Commit Graph

25 Commits

Author SHA1 Message Date
scotthuang
7920af0c9e refactor: route browser screenshot vision through shared media understanding
* feat(browser): add optional vision understanding to screenshot tool

* fix(browser): wrap vision output as external content, enforce maxBytes, forward auth profiles

* fix(browser): remove no-op scope/attachments config, drop profile pass-through lacking runtime support

* feat(media-understanding): add profile/preferredProfile to DescribeImageFileWithModelParams and forward to describeImage

* style(browser): add curly braces to satisfy eslint curly rule

* fix(browser): correct tools.browser.enabled help text to match actual behavior

* fix(browser): thread agentDir/workspaceDir from plugin tool context into browser vision

* refactor(browser): move vision config from tools.browser to browser.models

The browser plugin's vision configuration now lives on the top-level
`browser` config namespace (browser.models, browser.visionEnabled,
browser.visionPrompt, etc.) instead of `tools.browser`. This aligns
with the plugin's existing config location and avoids confusion between
tool-level and plugin-level settings.

- Remove tools.browser from ToolsSchema and ToolsConfig
- Add models/vision* fields to BrowserConfig and its zod schema
- Update getBrowserVisionConfig to read from cfg.browser
- Update schema help, labels, and quality test
- Update vision.test.ts to use new config shape

* docs(browser): add screenshot vision configuration section

Document the new browser.models config for automatic screenshot
description via vision models, enabling text-only main models to
reason about web page content.

* fix(browser): remove deliverable media markers from vision result, drop unused import

P1: Vision-success path no longer exposes the raw screenshot as
deliverable media (removes MEDIA: line and details.media.mediaUrl).
This prevents channel delivery from auto-sending sensitive page content
when the intended output is a text description.

P2: Remove unused ToolsMediaUnderstandingSchema import that would fail
noUnusedLocals typecheck.

* fix(browser): add command/args fields to browser models schema

The browser vision model schema uses .strict(), so CLI-type entries
with command/args were rejected by TypeScript.
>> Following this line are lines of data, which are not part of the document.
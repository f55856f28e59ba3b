//! Status and health check handlers.

use axum::extract::State;
use axum::http::StatusCode;
use axum::Json;
use chrono::Utc;
use serde::Serialize;

use crate::state::AppState;

/// Service status with credential presence.
#[derive(Serialize)]
pub struct StatusResponse {
    pub status: String,
    pub gemini_key_set: bool,
    pub mirelo_key_set: bool,
}

/// Root status endpoint.
pub async fn status(State(state): State<AppState>) -> Json<StatusResponse> {
    let settings = state.pipeline.settings();
    Json(StatusResponse {
        status: "online".to_string(),
        gemini_key_set: settings.gemini_key_set(),
        mirelo_key_set: settings.mirelo_key_set(),
    })
}

/// Health response.
#[derive(Serialize)]
pub struct HealthResponse {
    pub status: String,
    pub version: String,
    pub timestamp: String,
}

/// Health check endpoint (liveness probe).
pub async fn health() -> Json<HealthResponse> {
    Json(HealthResponse {
        status: "healthy".to_string(),
        version: env!("CARGO_PKG_VERSION").to_string(),
        timestamp: Utc::now().to_rfc3339(),
    })
}

/// Readiness check response.
#[derive(Serialize)]
pub struct ReadinessResponse {
    pub status: String,
    pub checks: ReadinessChecks,
}

#[derive(Serialize)]
pub struct ReadinessChecks {
    pub gemini_key: CheckStatus,
    pub mirelo_key: CheckStatus,
}

#[derive(Serialize)]
pub struct CheckStatus {
    pub status: String,
    #[serde(skip_serializing_if = "Option::is_none")]
    pub error: Option<String>,
}

impl CheckStatus {
    fn from_presence(present: bool, missing_msg: &str) -> Self {
        if present {
            Self {
                status: "ok".to_string(),
                error: None,
            }
        } else {
            Self {
                status: "error".to_string(),
                error: Some(missing_msg.to_string()),
            }
        }
    }

    fn is_ok(&self) -> bool {
        self.status == "ok"
    }
}

/// Readiness check endpoint (readiness probe).
/// Ready once both provider credentials are configured.
pub async fn ready(
    State(state): State<AppState>,
) -> Result<Json<ReadinessResponse>, (StatusCode, Json<ReadinessResponse>)> {
    let settings = state.pipeline.settings();

    let checks = ReadinessChecks {
        gemini_key: CheckStatus::from_presence(settings.gemini_key_set(), "GEMINI_API_KEY not set"),
        mirelo_key: CheckStatus::from_presence(settings.mirelo_key_set(), "MIRELO_API_KEY not set"),
    };
    let all_ok = checks.gemini_key.is_ok() && checks.mirelo_key.is_ok();

    let response = ReadinessResponse {
        status: if all_ok { "ready" } else { "degraded" }.to_string(),
        checks,
    };

    if all_ok {
        Ok(Json(response))
    } else {
        Err((StatusCode::SERVICE_UNAVAILABLE, Json(response)))
    }
}
//! Audio event descriptors.
//!
//! The planner asks the generative model for a JSON array of events. Each
//! element decodes into an [`EventDescriptor`], which keeps the object exactly
//! as the model wrote it so it can be echoed back to the caller unchanged.

use std::fmt;
use std::str::FromStr;

use serde::{Deserialize, Deserializer, Serialize, Serializer};
use serde_json::{Map, Value};
use thiserror::Error;

/// Duration used when the planner omits one (seconds).
pub const DEFAULT_DURATION_SECS: f64 = 2.0;

/// Shortest duration ever sent to the synthesis provider (seconds).
pub const MIN_DURATION_SECS: f64 = 1.0;

/// Kind of environmental sound.
#[derive(Debug, Clone, Copy, PartialEq, Eq, Hash)]
pub enum EventType {
    /// Continuous background texture.
    Loop,
    /// Discrete, localized detail sound.
    Emitter,
}

#[derive(Debug, Clone, PartialEq, Eq, Error)]
#[error("unknown event type '{0}', expected LOOP or EMITTER")]
pub struct UnknownEventType(pub String);

impl EventType {
    pub fn as_str(&self) -> &'static str {
        match self {
            EventType::Loop => "LOOP",
            EventType::Emitter => "EMITTER",
        }
    }
}

impl fmt::Display for EventType {
    fn fmt(&self, f: &mut fmt::Formatter<'_>) -> fmt::Result {
        f.write_str(self.as_str())
    }
}

impl FromStr for EventType {
    type Err = UnknownEventType;

    fn from_str(s: &str) -> Result<Self, Self::Err> {
        match s.trim().to_ascii_uppercase().as_str() {
            "LOOP" => Ok(EventType::Loop),
            "EMITTER" => Ok(EventType::Emitter),
            _ => Err(UnknownEventType(s.to_string())),
        }
    }
}

impl Serialize for EventType {
    fn serialize<S: Serializer>(&self, serializer: S) -> Result<S::Ok, S::Error> {
        serializer.serialize_str(self.as_str())
    }
}

impl<'de> Deserialize<'de> for EventType {
    fn deserialize<D: Deserializer<'de>>(deserializer: D) -> Result<Self, D::Error> {
        let raw = String::deserialize(deserializer)?;
        raw.parse().map_err(serde::de::Error::custom)
    }
}

/// Typed view of the fields the pipeline reads.
#[derive(Deserialize)]
struct KnownFields {
    name: String,
    #[serde(rename = "type")]
    event_type: EventType,
    #[serde(default)]
    start: Option<f64>,
    #[serde(default)]
    duration: Option<f64>,
    audio_prompt: String,
}

/// One planned audio event.
///
/// Serializes as the original JSON object, not as the typed fields.
#[derive(Debug, Clone, PartialEq)]
pub struct EventDescriptor {
    /// Short identifier (e.g. "Wind")
    pub name: String,

    pub event_type: EventType,

    /// Offset into the source video to sample from (seconds)
    pub start: Option<f64>,

    /// Requested clip length (seconds)
    pub duration: Option<f64>,

    /// Prompt for the SFX generator
    pub audio_prompt: String,

    /// The object exactly as received
    raw: Map<String, Value>,
}

impl Serialize for EventDescriptor {
    fn serialize<S: Serializer>(&self, serializer: S) -> Result<S::Ok, S::Error> {
        self.raw.serialize(serializer)
    }
}

impl<'de> Deserialize<'de> for EventDescriptor {
    fn deserialize<D: Deserializer<'de>>(deserializer: D) -> Result<Self, D::Error> {
        let raw = Map::<String, Value>::deserialize(deserializer)?;
        let fields: KnownFields = serde_json::from_value(Value::Object(raw.clone()))
            .map_err(serde::de::Error::custom)?;

        Ok(Self {
            name: fields.name,
            event_type: fields.event_type,
            start: fields.start,
            duration: fields.duration,
            audio_prompt: fields.audio_prompt,
            raw,
        })
    }
}

impl EventDescriptor {
    pub fn new(name: impl Into<String>, event_type: EventType, audio_prompt: impl Into<String>) -> Self {
        let name = name.into();
        let audio_prompt = audio_prompt.into();

        let mut raw = Map::new();
        raw.insert("name".to_string(), Value::from(name.as_str()));
        raw.insert("type".to_string(), Value::from(event_type.as_str()));
        raw.insert("audio_prompt".to_string(), Value::from(audio_prompt.as_str()));

        Self {
            name,
            event_type,
            start: None,
            duration: None,
            audio_prompt,
            raw,
        }
    }

    pub fn with_start(mut self, start: f64) -> Self {
        self.start = Some(start);
        self.raw.insert("start".to_string(), Value::from(start));
        self
    }

    pub fn with_duration(mut self, duration: f64) -> Self {
        self.duration = Some(duration);
        self.raw.insert("duration".to_string(), Value::from(duration));
        self
    }

    /// Start offset to sample from, defaulting to the beginning of the video.
    pub fn start_offset(&self) -> f64 {
        self.start.unwrap_or(0.0)
    }

    /// Duration to request from the synthesizer.
    ///
    /// Falls back to [`DEFAULT_DURATION_SECS`] and never goes below
    /// [`MIN_DURATION_SECS`]. No upper bound is applied.
    pub fn synthesis_duration(&self) -> f64 {
        self.duration
            .unwrap_or(DEFAULT_DURATION_SECS)
            .max(MIN_DURATION_SECS)
    }
}
//! Video-to-ambient-audio pipeline.
//!
//! A request flows through four stages:
//! 1. [`fetcher`]: download the source video
//! 2. [`planner`]: ask a multimodal model for a plan of audio events
//! 3. [`synthesizer`]: request three seeded variations per event
//! 4. [`aggregator`]: keep events that produced at least one variation
//!
//! Download and planning failures abort the request. Synthesis failures are
//! absorbed per attempt.

pub mod aggregator;
pub mod error;
pub mod fetcher;
pub mod gemini;
pub mod metrics;
pub mod pipeline;
pub mod planner;
pub mod settings;
pub mod synthesizer;

pub use aggregator::aggregate;
pub use error::{PipelineError, PipelineResult};
pub use fetcher::{HttpVideoFetcher, VideoSource};
pub use gemini::{GeminiClient, GeminiConfig};
pub use pipeline::SfxPipeline;
pub use planner::{EventPlanner, GenerativeModel};
pub use settings::PipelineSettings;
pub use synthesizer::{AttemptFailure, SfxSynthesizer, VariationOutcome, VariationSynthesizer};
Add these fields to
align with MediaUnderstandingModelSchema.

* chore(browser): remove debug console.log statements

* fix(browser): harden screenshot vision result against MEDIA: directive injection and restore image sanitization on failure fallback

ClawSweeper #84247 review round 2:

P1 (security, high): neutralize line-start MEDIA: directives in vision descriptions
before wrapping with wrapExternalContent. The agent media extractor scans every
browser tool-result text block via splitMediaFromOutput which treats line-start
MEDIA: as a trusted local-media delivery directive, and browser is on the
trusted-media allowlist. Without neutralization, page or vision-provider output
containing 'MEDIA:/tmp/secret.png' could synthesize a channel-deliverable media
artifact from untrusted content. wrapExternalContent itself does not strip
line-start directives. Introduce neutralizeMediaDirectives in vision.ts that
prepends '[neutralized] ' to any line whose trimStart() begins with MEDIA:
(case-insensitive), defanging the parser anchor while keeping the original
text human-readable.

P2 (compatibility): pass resolveRuntimeImageSanitization() to imageResultFromFile
in the vision-failure catch fallback. The non-vision screenshot path already
forwards this option (d5cc0d53b7) so configured agents.defaults.imageMaxDimensionPx
takes effect. Without this fix, any provider timeout/error silently bypasses the
sanitization guard and returns a raw full-resolution screenshot.

Regression coverage:
- vision.test.ts: 6 unit cases for neutralizeMediaDirectives (no-op fast path,
  mid-line MEDIA: untouched, line-start defanged, leading-whitespace defanged,
  case-insensitive, multiple directives per blob).
- browser-tool.test.ts: 2 integration cases that drive the full screenshot
  tool execute path:
    - 'neutralizes MEDIA: directives in vision text and does not attach media'
      asserts no line matches /^\s*MEDIA:/i in returned text, secret path text
      is preserved verbatim, details.media is absent, and imageResultFromFile
      is not called on the success path.
    - 'preserves screenshot image sanitization on vision failure fallback'
      mocks describeImageFileWithModel to reject and asserts the fallback
      imageResultFromFile call receives imageSanitization: {maxDimensionPx:1600}
      plus the 'browser screenshot vision failed' extraText.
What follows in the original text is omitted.